A still from Nujoom Alghanem’s film Sharp Tools (2017) Courtesy of MORROW collective

“Competition [for a place at Art Dubai Digital] was much tougher this year,” says Anna Seaman, the co-founder and curator of MORROW Collective, which is returning to the fair this year. It will present one booth of art from leading regionally based artists and a second booth, in collaboration with VISA, “showing some of the biggest names in crypto internationally”, Seaman adds. Works on show include a new NFT series by the Emirati artist and poet Nujoom Alghanem, which is derived from her 2017 film Sharp Tools, an artistic documentary about Hassan Sharif, who is widely regarded as the father of contemporary art in the UAE. “Scenes from the film have been laid over each other and accompanied by Alghanem’s poetry—they are beautiful and feel like a piece of Hassan himself,” Seaman says. Prices for the works range from $200-$6,000.

Seaman says the crypto crash has concerned many in the industry but believes it is now easing. “Much of 2022 was a very difficult year,” she says. “However, we understand the volatility of crypto currency and we stay true to our belief that, despite ups and downs, there is a growing market for fine art NFTs.” Mila Askarova, the founder and CEO of Gazelli Art House, whose digital arm GAZELL.iO, the digital arm is also returning to the digital section this year, says the crash has led to a “dampening of mood and means to buy” but adds that “certain patrons and collectors are able to ride out the dips and have been very supportive of the artists we work with during these times.”

Askarova says that there continues to be a growing regional interest in digital art. “Consistency is key in this region and with the dynamic programme we have had via GAZELL.iO this past year, we wanted to make sure we reconnected with our existing audiences as well as meet new ones,” she adds.

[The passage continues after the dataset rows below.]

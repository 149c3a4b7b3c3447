use std::borrow::Cow;

use serde::Serialize;

use super::{FenceChar, FenceOpening};
use crate::parsing::text::{LineRef, Span, lines_with_spans, strip_indent};

/// A fenced region found by [`scan_fences`].
#[derive(Debug, Clone, PartialEq, Eq, Serialize)]
pub struct FenceBlock {
    /// Offset of the opening line, including its indent.
    pub start: usize,
    /// Offset just past the closing marker line, excluding its newline.
    /// For an unterminated fence this is the end of the last line.
    pub end: usize,
    pub indent: String,
    pub marker_char: FenceChar,
    pub marker_len: usize,
    /// Lower-cased first info token; empty when absent.
    pub lang: String,
    pub hint: Option<String>,
    /// Inner lines with the fence's own indent removed.
    pub content: String,
    /// Full info string after the marker run.
    pub info: String,
    /// False when the fence ran to end of text without a closer.
    pub closed: bool,
}

impl FenceBlock {
    pub fn span(&self) -> Span {
        Span {
            start: self.start,
            end: self.end,
        }
    }

    /// The exact source text of the block, markers included.
    pub fn source<'t>(&self, text: &'t str) -> &'t str {
        self.span().slice(text)
    }
}

struct OpenFence<'a> {
    start: usize,
    opening: FenceOpening<'a>,
    lines: Vec<&'a str>,
}

impl OpenFence<'_> {
    fn finish(self, end: usize, closed: bool) -> FenceBlock {
        let strip = self.opening.indent.chars().count();
        let content = self
            .lines
            .iter()
            .map(|line| strip_indent(line, strip))
            .collect::<Vec<_>>()
            .join("\n");

        FenceBlock {
            start: self.start,
            end,
            indent: self.opening.indent.to_string(),
            marker_char: self.opening.marker_char,
            marker_len: self.opening.marker_len,
            lang: self.opening.lang,
            hint: self.opening.hint.map(str::to_string),
            content,
            info: self.opening.info.to_string(),
            closed,
        }
    }
}

/// Finds every fenced region in `text`, ordered by start and non-overlapping.
///
/// Fence-like lines inside an open fence are treated as content. An
/// unterminated fence extends to the end of the text.
pub fn scan_fences(text: &str) -> Vec<FenceBlock> {
    let mut out = Vec::new();
    let mut open: Option<OpenFence<'_>> = None;
    let mut last_line: Option<LineRef<'_>> = None;

    for line in lines_with_spans(text) {
        last_line = Some(line);
        match open.take() {
            Some(fence) if fence.opening.closed_by(line.text) => {
                out.push(fence.finish(line.text_end(), true));
            }
            Some(mut fence) => {
                fence.lines.push(line.text);
                open = Some(fence);
            }
            None => {
                open = FenceOpening::parse(line.text).map(|opening| OpenFence {
                    start: line.span.start,
                    opening,
                    lines: Vec::new(),
                });
            }
        }
    }

    if let Some(fence) = open {
        let end = last_line.map_or(text.len(), |l| l.text_end());
        out.push(fence.finish(end, false));
    }

    out
}

/// Unwraps a document that is entirely one `markdown`/`md` fence.
///
/// Chat assistants often wrap a whole answer in a quadruple-backtick
/// `markdown` block; the inner content is what should be rendered. Any other
/// text is returned unchanged.
pub fn unwrap_container_fence(text: &str) -> Cow<'_, str> {
    let trimmed = text.trim();
    let blocks = scan_fences(trimmed);
    if let [block] = blocks.as_slice()
        && block.closed
        && block.start == 0
        && block.end == trimmed.len()
        && matches!(block.lang.as_str(), "markdown" | "md")
    {
        return Cow::Owned(block.content.clone());
    }
    Cow::Borrowed(text)
}
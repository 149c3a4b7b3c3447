pub mod parsing;
pub mod render;
pub mod tree;

// Re-export key types for easier usage
pub use parsing::{canonicalize, normalize, normalize_fence_lang, scan_fences};
pub use render::{
    BlobStore, DiagramKind, DiagramRegistry, DiagramRenderer, MathRenderer, MemoryBlobStore,
    RenderOptions, RenderOrchestrator, RenderOutcome, Visualization,
};
pub use tree::{MarkdownTreeTransformer, TreeNode, TreeTransformer};
use super::fence_lang::normalize_fence_lang;
use super::mermaid::sanitize_mermaid_fences;
use super::normalize::normalize;

/// The text the renderer actually draws: normalized structure, canonical
/// fence languages and Mermaid flowchart labels made parseable.
///
/// Editors show this form so what the user sees is what gets rendered.
pub fn canonicalize(text: &str) -> String {
    let normalized = normalize(text);
    let langs = normalize_fence_lang(&normalized);
    sanitize_mermaid_fences(&langs).into_owned()
}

The gallery is exhibiting Brendan Dawes’ Persian Dreams: Monument ($60,000) which shows two minutes of metamorphosed imagery based on artificial intelligence and algorithmically generated forms from the historic Persian epic poem Shahnameh: The Book of Kings.

Stills from Brendan Dawes’ Persian Dreams: Monument (2023) Courtesy of GAZELL.iO

Meanwhile, the healthy economic upturn and demand for property and services in Dubai is being attributed by many—including The Art Newspaper—to an influx of Russian citizens and money to the emirate, has not imposed sanctions on Russia. The was a huge growth in travel between Moscow and Dubai in 2022 compared to 2019, with some routes seeing 228% more passengers. For the first quarter of 2023, bookings to Dubai for premium class seats on Russian flights are already 103% ahead of the same quarter in 2019, according to travel data company ForwardKeys.

So will Russian money boost sales at this year’s Art Dubai? Both Askarova and Seaman predict it will have little effect for their galleries. “There are no geographical boundaries or divides in the crypto space,” Seaman says. She does however applaud Dubai’s steering through the economic crisis. “The government is agile, shrewd and works hard to make sure that the economy remains strong, even in the most difficult times,” she says.